Polycystin-1 (PC1), encoded by the PKD1 gene, is a large transmembrane glycoprotein that orchestrates critical cellular processes—including cell–cell and cell–matrix interactions, calcium signaling, and mechanosensation—in renal tubular epithelial cells. PC1 regulates various aspects of cellular function, including signal transduction, cytoskeletal remodeling, and cell adhesion. It forms a functional complex with Polycystin-2 (PC2), the product of the PKD2 gene, to maintain intracellular calcium homeostasis and facilitate mechanotransduction ^[1]. Disruption of PC1 signaling, due to PKD1 mutations—which account for approximately 85% of autosomal dominant polycystic kidney disease (ADPKD) cases—undermines these regulatory pathways, promoting abnormal cell proliferation and cyst formation ^[2]. Clinically, ADPKD is characterized by the progressive development of multiple fluid-filled cysts, renal enlargement, hypertension, and eventual progression to end-stage kidney disease (ESKD). With a global incidence estimated at 1 in 400 to 1 in 1000 individuals, ADPKD affects nearly 500,000 people in the United States alone and frequently involves extra-renal manifestations, including the heart, liver, pancreas, spleen, and arachnoid membrane ^[3]. Notably, genotypic heterogeneity exists, with PKD1 mutations often associated with an earlier onset and more aggressive disease course ^[2-3].
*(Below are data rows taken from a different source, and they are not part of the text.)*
//! Feed orchestration with the tokio task/channel pattern.
//!
//! Each subscription runs its own event loop in a dedicated task, listening
//! to the backend's live post query.  Snapshots go out immediately with
//! placeholders for chunked pictures; resolution results flow back over an
//! internal channel and patch the affected post only, so untouched posts
//! keep their shared allocation across snapshots.

use std::collections::HashMap;
use std::sync::Arc;
use std::time::Duration;

use chrono::Utc;
use tokio::sync::mpsc;
use tokio_util::sync::CancellationToken;
use tracing::{debug, info, warn};

use lumagram_shared::constants::{
    CHUNK_RETRY_BUDGET_MS, POSTS_COLLECTION, RESOLVE_BATCH_PAUSE_MS, RESOLVE_BATCH_SIZE,
};
use lumagram_shared::{PostId, PostRecord, UserId};
use lumagram_store::{CollectionRef, Direction, Query, SharedStore, WatchEvent};

use crate::error::FeedError;
use crate::resolver::{resolve_images, ResolveOutcome, ResolveRequest};
use crate::view::{ImageState, PostView};

// ---------------------------------------------------------------------------
// Subscription types
// ---------------------------------------------------------------------------

/// A point-in-time rendering of the feed.
#[derive(Debug, Clone)]
pub struct FeedSnapshot {
    /// Ordinal of the backend snapshot this rendering derives from.  Patch
    /// snapshots produced by image resolution keep their generation.
    pub generation: u64,
    /// Posts in query order, newest first.  Unchanged posts share their
    /// allocation with the previous snapshot.
    pub posts: Vec<Arc<PostView>>,
}

/// Events delivered to a feed subscriber.
#[derive(Debug, Clone)]
pub enum FeedEvent {
    /// A fresh rendering: either a new backend snapshot or a patch with one
    /// more picture settled.
    Snapshot(FeedSnapshot),
    /// The subscription ended.  Nothing follows; subscribe again to retry.
    Terminated(FeedError),
}

/// Handle on a live feed.  Dropping it cancels the subscription.
pub struct FeedSubscription {
    events: mpsc::Receiver<FeedEvent>,
    cancel: CancellationToken,
}

impl FeedSubscription {
    /// The next event, or `None` once the subscription has wound down.
    pub async fn recv(&mut self) -> Option<FeedEvent> {
        self.events.recv().await
    }

    /// Stops the subscription.  Idempotent.  The loop stops mutating and
    /// emitting at its next scheduling point; events already in the channel
    /// can still be drained.
    pub fn cancel(&self) {
        self.cancel.cancel();
    }
}

impl Drop for FeedSubscription {
    fn drop(&mut self) {
        self.cancel.cancel();
    }
}

// ---------------------------------------------------------------------------
// Synchronizer
// ---------------------------------------------------------------------------

/// Tuning for the image resolution pipeline.
#[derive(Debug, Clone)]
pub struct FeedConfig {
    /// Chunked pictures resolved concurrently per batch.
    pub batch_size: usize,
    /// Pause between resolution batches.
    pub batch_pause: Duration,
    /// Budget for the single retry after a failed chunk load.
    pub retry_budget: Duration,
    /// Event channel capacity per subscription.
    pub channel_capacity: usize,
}

impl Default for FeedConfig {
    fn default() -> Self {
        Self {
            batch_size: RESOLVE_BATCH_SIZE,
            batch_pause: Duration::from_millis(RESOLVE_BATCH_PAUSE_MS),
            retry_budget: Duration::from_millis(CHUNK_RETRY_BUDGET_MS),
            channel_capacity: 32,
        }
    }
}

/// Mirrors backend post queries into rendered feed snapshots.
pub struct FeedSynchronizer {
    pub(crate) store: SharedStore,
    pub(crate) config: FeedConfig,
}

impl FeedSynchronizer {
    pub fn new(store: SharedStore) -> Self {
        Self::with_config(store, FeedConfig::default())
    }

    pub fn with_config(store: SharedStore, config: FeedConfig) -> Self {
        Self { store, config }
    }

    /// Subscribes to the global feed, newest first.
    pub fn subscribe(&self) -> FeedSubscription {
        self.spawn(self.feed_query())
    }

    /// Subscribes to one author's posts, newest first.
    pub fn subscribe_author(&self, author: &UserId) -> FeedSubscription {
        let query = self.feed_query().where_eq("userId", author.as_str());
        self.spawn(query)
    }

    fn feed_query(&self) -> Query {
        Query::collection(CollectionRef::root(POSTS_COLLECTION))
            .order_by("createdAt", Direction::Descending)
    }

    fn spawn(&self, query: Query) -> FeedSubscription {
        let (event_tx, event_rx) = mpsc::channel(self.config.channel_capacity);
        let cancel = CancellationToken::new();
        let store = Arc::clone(&self.store);
        let config = self.config.clone();
        let loop_cancel = cancel.clone();

        tokio::spawn(async move {
            run_feed_loop(store, query, config, event_tx, loop_cancel).await;
        });

        FeedSubscription {
            events: event_rx,
            cancel,
        }
    }
}

// ---------------------------------------------------------------------------
// Event loop
// ---------------------------------------------------------------------------

/// Whether a resolution outcome may still be applied.
///
/// An outcome is stale once the loop has moved to a newer backend snapshot,
/// once its post left the feed, or once that post's picture already settled
/// some other way.  Stale outcomes are discarded, never merged.
fn should_apply(outcome: &ResolveOutcome, current_generation: u64, posts: &[Arc<PostView>]) -> bool {
    outcome.generation == current_generation
        && posts
            .iter()
            .any(|post| post.id == outcome.post && post.image.is_loading())
}

async fn run_feed_loop(
    store: SharedStore,
    query: Query,
    config: FeedConfig,
    events: mpsc::Sender<FeedEvent>,
    cancel: CancellationToken,
) {
    let mut watch = tokio::select! {
        _ = cancel.cancelled() => return,
        attached = store.watch(&query) => match attached {
            Ok(watch) => watch,
            Err(err) => {
                warn!(category = %err.category(), "feed listener attach failed");
                let _ = events.send(FeedEvent::Terminated(FeedError::lost(err))).await;
                return;
            }
        },
    };

    let (results_tx, mut results_rx) = mpsc::channel::<ResolveOutcome>(64);
    let mut generation: u64 = 0;
    let mut posts: Vec<Arc<PostView>> = Vec::new();
    // Pictures settled during this subscription, carried across backend
    // snapshots so a post is not re-resolved every time the feed changes.
    let mut settled: HashMap<PostId, ImageState> = HashMap::new();

    loop {
        tokio::select! {
            biased;

            _ = cancel.cancelled() => {
                debug!("feed subscription cancelled");
                break;
            }

            event = watch.recv() => match event {
                Some(WatchEvent::Snapshot(docs)) => {
                    generation += 1;
                    let now = Utc::now();
                    let mut pending = Vec::new();

                    posts = docs
                        .iter()
                        .map(|doc| {
                            let record = PostRecord::from_fields(&doc.fields);
                            let id = PostId::from(doc.id());
                            let mut view = PostView::from_record(id.clone(), &record, now);
                            if view.image.is_loading() {
                                if let Some(image) = settled.get(&id) {
                                    view = view.with_image(image.clone());
                                } else {
                                    pending.push(ResolveRequest {
                                        post: id,
                                        expected: record.image_chunk_count as usize,
                                    });
                                }
                            }
                            Arc::new(view)
                        })
                        .collect();

                    info!(
                        generation,
                        posts = posts.len(),
                        unresolved = pending.len(),
                        "feed snapshot"
                    );
                    let snapshot = FeedSnapshot {
                        generation,
                        posts: posts.clone(),
                    };
                    if events.send(FeedEvent::Snapshot(snapshot)).await.is_err() {
                        break;
                    }

                    if !pending.is_empty() {
                        tokio::spawn(resolve_images(
                            Arc::clone(&store),
                            pending,
                            generation,
                            config.clone(),
                            results_tx.clone(),
                            cancel.clone(),
                        ));
                    }
                }
                Some(WatchEvent::Error(err)) => {
                    warn!(category = %err.category(), "feed listener failed");
                    let _ = events.send(FeedEvent::Terminated(FeedError::lost(err))).await;
                    break;
                }
                None => break,
            },

            Some(outcome) = results_rx.recv() => {
                if !should_apply(&outcome, generation, &posts) {
                    debug!(
                        post = %outcome.post,
                        generation = outcome.generation,
                        "discarding stale image result"
                    );
                    continue;
                }
                settled.insert(outcome.post.clone(), outcome.image.clone());
                // Patch by id: the post may have moved since the load began.
                if let Some(at) = posts.iter().position(|post| post.id == outcome.post) {
                    posts[at] = Arc::new(posts[at].with_image(outcome.image));
                    let snapshot = FeedSnapshot {
                        generation,
                        posts: posts.clone(),
                    };
                    if events.send(FeedEvent::Snapshot(snapshot)).await.is_err() {
                        break;
                    }
                }
            }
        }
    }
}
Traditional systemic Pkd1 knockout models are typically embryonically lethal, precluding long-term pathogenesis studies. In contrast, inducible, kidney-specific conditional knockout models using the Cre-LoxP system recapitulate the clinical features of human ADPKD and permit the investigation of disease progression in adult mice ^[4-5]. Acute PKD (inducible) mice represent an inducible conditional Pkd1 knockout model generated by crossing Pkd1-floxed mice with kidney-specific, tamoxifen-inducible Cre mice (Cdh16-MerCreMer). Offspring were induced with tamoxifen during lactation to achieve targeted deletion of Pkd1 within renal tubular epithelial cells. Preliminary observations at three weeks post-induction reveal pronounced polycystic kidney disease phenotypes, including the emergence of renal cysts, a marked increase in kidney volume, and elevated serum blood urea nitrogen (BUN) levels. We will continue to monitor this model to assess its late-stage phenotypes and overall disease progression.